Collected data entries
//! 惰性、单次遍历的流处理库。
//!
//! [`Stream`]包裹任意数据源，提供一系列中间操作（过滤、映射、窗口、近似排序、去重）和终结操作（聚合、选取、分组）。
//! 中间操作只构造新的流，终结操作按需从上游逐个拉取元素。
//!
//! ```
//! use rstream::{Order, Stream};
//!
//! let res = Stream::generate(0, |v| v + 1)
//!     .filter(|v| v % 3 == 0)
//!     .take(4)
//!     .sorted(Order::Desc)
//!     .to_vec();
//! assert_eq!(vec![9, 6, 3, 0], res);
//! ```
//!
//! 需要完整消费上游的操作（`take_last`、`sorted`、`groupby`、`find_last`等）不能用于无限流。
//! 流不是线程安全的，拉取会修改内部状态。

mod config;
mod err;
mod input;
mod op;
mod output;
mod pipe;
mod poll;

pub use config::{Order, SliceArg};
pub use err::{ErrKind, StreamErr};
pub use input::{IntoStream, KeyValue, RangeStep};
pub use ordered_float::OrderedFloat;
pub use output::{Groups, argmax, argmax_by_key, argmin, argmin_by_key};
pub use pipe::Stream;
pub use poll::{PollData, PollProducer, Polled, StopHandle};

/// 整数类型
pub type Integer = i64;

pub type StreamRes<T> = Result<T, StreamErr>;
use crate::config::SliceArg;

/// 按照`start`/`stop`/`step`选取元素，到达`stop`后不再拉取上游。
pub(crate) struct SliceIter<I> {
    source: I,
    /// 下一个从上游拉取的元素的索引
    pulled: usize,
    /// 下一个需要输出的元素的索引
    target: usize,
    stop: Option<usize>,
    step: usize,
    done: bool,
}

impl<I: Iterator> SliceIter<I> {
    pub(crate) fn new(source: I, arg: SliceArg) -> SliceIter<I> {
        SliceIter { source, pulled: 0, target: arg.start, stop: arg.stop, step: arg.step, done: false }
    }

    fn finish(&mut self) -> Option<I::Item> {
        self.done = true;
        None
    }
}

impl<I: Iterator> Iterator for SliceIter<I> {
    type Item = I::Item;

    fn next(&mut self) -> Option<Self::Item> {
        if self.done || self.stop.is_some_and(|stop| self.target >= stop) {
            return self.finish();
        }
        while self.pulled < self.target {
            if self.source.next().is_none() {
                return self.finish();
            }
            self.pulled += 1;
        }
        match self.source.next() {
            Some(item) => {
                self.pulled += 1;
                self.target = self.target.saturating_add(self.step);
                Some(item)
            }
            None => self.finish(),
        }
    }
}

---

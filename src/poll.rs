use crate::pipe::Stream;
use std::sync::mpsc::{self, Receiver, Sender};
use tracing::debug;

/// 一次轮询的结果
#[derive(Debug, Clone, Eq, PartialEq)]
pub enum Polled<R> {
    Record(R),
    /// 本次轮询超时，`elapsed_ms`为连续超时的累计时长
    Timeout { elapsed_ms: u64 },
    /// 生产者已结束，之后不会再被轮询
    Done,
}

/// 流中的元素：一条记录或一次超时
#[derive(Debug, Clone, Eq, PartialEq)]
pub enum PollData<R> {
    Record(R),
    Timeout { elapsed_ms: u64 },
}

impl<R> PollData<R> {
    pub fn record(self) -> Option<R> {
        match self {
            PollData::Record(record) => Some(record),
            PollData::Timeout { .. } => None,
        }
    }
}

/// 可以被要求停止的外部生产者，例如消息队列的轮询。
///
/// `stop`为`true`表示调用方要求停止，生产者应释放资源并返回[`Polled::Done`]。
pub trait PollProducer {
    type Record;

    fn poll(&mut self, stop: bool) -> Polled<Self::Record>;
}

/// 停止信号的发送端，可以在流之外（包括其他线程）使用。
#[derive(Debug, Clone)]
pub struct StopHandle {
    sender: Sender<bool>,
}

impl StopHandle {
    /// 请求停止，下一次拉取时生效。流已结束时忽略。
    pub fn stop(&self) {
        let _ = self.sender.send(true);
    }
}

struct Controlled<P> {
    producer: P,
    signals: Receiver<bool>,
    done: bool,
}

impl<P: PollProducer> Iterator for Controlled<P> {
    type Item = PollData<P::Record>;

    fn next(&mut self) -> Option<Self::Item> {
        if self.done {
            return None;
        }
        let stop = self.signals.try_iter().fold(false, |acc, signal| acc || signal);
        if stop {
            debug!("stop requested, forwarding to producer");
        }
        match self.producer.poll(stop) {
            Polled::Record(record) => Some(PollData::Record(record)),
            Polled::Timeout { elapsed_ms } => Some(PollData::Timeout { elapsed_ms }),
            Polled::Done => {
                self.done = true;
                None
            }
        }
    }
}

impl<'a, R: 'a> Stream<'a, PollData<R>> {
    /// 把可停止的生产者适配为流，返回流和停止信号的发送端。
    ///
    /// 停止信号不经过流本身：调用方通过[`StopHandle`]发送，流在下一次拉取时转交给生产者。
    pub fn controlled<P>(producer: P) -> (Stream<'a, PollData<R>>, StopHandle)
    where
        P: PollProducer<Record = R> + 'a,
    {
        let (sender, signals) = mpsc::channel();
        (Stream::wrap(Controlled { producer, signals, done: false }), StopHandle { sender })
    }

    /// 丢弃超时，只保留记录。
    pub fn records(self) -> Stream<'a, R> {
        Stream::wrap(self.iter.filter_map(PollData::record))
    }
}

==

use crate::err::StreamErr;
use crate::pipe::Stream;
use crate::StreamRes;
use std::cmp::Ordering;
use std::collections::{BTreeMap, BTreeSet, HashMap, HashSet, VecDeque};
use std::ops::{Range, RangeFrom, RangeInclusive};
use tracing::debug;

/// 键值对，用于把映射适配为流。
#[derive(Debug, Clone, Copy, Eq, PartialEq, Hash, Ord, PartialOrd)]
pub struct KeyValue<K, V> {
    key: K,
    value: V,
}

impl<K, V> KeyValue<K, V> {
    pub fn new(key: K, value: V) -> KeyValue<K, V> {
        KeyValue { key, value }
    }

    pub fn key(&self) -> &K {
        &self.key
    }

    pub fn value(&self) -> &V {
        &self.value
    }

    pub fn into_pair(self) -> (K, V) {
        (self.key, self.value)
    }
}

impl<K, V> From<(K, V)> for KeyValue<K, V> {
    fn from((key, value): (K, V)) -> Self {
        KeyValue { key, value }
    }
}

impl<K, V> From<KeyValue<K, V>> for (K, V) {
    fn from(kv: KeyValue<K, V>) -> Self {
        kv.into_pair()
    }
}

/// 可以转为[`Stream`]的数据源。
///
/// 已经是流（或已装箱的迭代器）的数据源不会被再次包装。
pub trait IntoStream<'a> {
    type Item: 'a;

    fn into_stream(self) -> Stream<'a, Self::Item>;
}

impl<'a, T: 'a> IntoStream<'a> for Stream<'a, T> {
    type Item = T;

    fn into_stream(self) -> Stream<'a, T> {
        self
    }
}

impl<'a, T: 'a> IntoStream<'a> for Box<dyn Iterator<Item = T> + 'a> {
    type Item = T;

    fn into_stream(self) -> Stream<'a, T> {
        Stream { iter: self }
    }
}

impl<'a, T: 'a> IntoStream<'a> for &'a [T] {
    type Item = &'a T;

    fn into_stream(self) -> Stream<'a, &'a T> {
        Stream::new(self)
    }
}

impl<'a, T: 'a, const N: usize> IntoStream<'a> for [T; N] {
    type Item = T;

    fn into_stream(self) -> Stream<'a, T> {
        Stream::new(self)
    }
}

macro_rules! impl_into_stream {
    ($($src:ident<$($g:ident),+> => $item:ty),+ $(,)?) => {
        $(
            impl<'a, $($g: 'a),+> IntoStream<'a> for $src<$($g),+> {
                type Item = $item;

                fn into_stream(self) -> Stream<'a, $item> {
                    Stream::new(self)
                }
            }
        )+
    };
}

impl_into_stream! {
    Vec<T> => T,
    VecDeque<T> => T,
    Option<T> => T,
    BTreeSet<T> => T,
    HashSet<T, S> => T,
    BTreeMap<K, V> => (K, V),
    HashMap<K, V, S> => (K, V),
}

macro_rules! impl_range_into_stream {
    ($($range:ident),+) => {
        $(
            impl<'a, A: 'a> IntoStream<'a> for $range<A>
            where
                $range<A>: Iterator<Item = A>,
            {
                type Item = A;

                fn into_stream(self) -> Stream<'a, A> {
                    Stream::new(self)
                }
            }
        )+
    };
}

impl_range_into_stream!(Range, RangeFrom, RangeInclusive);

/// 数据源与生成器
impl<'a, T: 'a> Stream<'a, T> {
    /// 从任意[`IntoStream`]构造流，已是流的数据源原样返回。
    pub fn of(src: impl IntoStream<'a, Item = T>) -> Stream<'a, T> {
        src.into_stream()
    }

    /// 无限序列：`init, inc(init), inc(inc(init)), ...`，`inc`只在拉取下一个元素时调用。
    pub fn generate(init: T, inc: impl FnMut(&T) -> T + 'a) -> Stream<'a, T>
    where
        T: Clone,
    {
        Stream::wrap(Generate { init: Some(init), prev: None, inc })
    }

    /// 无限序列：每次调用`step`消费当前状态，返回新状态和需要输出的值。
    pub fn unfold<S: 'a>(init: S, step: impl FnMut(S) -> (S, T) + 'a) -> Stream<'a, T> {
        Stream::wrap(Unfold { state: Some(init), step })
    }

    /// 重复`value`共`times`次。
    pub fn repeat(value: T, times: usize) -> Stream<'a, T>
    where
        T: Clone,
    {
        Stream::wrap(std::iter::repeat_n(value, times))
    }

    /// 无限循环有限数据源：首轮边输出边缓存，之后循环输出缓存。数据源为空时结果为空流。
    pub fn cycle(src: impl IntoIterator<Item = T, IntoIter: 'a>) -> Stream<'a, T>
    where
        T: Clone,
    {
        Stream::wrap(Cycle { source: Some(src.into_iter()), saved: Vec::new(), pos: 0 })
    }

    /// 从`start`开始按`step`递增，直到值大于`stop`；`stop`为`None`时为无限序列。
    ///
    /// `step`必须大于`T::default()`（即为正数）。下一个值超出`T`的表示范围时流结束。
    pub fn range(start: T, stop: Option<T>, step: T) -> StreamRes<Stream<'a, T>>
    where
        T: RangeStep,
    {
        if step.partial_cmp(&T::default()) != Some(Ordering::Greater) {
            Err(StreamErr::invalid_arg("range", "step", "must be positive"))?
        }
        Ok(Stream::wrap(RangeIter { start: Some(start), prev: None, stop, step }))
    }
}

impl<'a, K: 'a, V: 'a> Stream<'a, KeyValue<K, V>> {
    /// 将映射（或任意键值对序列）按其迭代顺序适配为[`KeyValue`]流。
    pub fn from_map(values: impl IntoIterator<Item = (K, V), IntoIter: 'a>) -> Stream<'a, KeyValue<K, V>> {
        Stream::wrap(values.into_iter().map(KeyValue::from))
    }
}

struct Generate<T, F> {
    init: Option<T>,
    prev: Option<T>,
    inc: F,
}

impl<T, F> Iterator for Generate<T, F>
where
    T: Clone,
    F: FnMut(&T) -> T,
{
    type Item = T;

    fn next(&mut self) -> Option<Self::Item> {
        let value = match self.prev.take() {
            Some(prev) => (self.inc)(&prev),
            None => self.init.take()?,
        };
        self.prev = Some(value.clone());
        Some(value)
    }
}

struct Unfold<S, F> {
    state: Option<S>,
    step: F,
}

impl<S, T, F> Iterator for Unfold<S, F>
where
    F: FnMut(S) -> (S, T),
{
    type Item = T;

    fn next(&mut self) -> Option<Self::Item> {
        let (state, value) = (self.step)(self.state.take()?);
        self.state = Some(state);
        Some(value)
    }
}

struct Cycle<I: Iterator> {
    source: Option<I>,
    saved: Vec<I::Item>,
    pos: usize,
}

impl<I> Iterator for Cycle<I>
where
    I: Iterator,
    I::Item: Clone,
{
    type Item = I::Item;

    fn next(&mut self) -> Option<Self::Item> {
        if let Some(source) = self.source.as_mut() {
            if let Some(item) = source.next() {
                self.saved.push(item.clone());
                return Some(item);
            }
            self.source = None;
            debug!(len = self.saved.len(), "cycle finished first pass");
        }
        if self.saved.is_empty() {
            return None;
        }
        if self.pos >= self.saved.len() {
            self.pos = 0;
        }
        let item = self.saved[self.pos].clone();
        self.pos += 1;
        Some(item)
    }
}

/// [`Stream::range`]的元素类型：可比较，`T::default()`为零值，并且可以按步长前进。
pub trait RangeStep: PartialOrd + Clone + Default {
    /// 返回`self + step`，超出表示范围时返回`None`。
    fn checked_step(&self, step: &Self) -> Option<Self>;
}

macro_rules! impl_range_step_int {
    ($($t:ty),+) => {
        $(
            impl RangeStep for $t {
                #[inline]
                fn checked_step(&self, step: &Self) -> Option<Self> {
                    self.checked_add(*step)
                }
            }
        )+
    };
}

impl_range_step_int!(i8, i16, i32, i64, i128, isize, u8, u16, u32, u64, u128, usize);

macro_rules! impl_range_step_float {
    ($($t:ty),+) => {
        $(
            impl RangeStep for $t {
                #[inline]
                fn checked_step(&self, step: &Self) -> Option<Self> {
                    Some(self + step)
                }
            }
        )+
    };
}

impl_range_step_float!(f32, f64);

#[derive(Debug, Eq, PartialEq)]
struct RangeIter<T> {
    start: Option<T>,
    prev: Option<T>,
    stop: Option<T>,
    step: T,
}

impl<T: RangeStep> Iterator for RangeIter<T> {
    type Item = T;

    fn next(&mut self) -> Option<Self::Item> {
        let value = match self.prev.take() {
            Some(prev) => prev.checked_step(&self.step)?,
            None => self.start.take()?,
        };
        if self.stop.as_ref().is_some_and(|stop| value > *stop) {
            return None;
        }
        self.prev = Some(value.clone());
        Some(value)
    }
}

## Problem statement:
Copy out each line from the preceding entries that mentions the word "Ordering".

## Written solution:
use std::cmp::Ordering;
        if step.partial_cmp(&T::default()) != Some(Ordering::Greater) {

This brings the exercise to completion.